▸ DIRECTIONS FOR THIS TASK
Throughout the material below, tally the lines containing "ColumnMapping" and give the total with no accompanying text.

▸ DATA PROVIDED

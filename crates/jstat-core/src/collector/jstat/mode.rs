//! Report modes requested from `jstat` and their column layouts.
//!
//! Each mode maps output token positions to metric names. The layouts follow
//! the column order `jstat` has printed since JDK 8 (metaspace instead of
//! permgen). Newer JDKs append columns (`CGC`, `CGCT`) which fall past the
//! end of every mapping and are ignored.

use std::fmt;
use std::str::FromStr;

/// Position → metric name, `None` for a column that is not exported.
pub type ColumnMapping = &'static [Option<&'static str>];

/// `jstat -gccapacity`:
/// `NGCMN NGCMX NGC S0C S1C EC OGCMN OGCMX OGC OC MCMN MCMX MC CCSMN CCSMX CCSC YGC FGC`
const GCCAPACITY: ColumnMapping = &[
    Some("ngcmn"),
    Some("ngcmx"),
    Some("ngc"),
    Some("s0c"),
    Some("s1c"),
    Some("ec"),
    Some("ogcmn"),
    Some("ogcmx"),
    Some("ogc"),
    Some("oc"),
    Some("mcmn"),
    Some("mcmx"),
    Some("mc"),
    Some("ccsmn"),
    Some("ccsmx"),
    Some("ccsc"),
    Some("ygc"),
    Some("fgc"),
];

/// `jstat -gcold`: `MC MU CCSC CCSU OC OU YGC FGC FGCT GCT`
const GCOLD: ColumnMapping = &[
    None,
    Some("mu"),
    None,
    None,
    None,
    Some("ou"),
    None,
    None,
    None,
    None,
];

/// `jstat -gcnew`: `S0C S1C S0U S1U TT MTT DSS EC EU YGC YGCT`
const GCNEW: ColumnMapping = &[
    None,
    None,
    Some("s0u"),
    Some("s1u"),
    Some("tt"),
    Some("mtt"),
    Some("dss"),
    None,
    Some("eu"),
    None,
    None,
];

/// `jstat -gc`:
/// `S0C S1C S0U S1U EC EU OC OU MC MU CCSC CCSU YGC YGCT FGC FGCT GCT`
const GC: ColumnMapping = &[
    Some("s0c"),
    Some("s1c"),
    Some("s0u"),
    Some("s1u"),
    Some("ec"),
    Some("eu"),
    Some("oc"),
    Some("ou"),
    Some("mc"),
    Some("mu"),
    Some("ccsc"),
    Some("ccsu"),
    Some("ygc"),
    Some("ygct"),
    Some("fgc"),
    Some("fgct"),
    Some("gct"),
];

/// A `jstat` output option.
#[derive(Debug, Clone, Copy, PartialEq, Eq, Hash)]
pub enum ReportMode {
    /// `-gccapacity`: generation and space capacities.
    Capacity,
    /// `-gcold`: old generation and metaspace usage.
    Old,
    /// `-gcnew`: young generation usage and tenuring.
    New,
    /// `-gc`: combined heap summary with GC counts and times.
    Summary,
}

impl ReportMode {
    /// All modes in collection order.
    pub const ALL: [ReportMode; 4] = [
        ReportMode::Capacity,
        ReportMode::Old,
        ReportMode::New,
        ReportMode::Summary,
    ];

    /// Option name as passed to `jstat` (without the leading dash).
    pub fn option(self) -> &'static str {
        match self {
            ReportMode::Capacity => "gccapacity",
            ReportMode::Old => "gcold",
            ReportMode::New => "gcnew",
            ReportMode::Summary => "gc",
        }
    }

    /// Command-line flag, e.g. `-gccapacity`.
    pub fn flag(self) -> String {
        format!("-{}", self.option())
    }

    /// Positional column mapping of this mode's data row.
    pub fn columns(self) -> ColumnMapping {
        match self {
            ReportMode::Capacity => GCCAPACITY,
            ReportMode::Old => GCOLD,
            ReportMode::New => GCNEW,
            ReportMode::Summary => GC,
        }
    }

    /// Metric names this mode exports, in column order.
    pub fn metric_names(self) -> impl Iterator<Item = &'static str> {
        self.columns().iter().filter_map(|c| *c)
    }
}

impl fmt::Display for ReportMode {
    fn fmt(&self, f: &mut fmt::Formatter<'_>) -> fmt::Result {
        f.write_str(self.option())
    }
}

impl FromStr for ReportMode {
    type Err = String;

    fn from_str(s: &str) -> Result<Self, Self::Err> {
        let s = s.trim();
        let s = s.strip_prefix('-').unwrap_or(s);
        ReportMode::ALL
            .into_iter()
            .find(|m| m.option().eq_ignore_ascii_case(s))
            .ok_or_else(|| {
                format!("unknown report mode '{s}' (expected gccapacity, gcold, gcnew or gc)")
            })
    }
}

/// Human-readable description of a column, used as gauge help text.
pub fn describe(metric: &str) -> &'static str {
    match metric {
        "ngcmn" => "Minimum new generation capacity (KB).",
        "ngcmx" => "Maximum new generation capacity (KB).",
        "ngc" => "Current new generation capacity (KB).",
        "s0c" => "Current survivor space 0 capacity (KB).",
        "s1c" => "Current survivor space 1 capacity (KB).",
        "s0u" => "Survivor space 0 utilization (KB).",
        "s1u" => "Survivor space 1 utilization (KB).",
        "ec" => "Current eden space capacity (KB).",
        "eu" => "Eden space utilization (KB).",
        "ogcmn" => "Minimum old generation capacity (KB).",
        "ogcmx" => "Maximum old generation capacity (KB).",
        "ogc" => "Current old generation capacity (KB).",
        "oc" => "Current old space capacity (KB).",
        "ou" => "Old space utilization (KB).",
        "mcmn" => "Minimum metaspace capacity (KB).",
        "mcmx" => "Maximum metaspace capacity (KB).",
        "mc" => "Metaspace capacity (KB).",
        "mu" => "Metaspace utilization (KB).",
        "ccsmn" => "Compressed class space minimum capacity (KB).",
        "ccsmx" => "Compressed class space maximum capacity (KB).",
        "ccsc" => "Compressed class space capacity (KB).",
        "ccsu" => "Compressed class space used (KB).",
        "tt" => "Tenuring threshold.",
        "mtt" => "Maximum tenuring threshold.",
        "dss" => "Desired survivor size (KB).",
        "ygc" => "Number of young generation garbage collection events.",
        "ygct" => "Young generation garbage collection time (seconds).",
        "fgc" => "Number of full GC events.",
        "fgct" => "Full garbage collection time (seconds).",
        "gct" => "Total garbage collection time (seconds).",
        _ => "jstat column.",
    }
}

▸ PROBLEM SOLUTION
6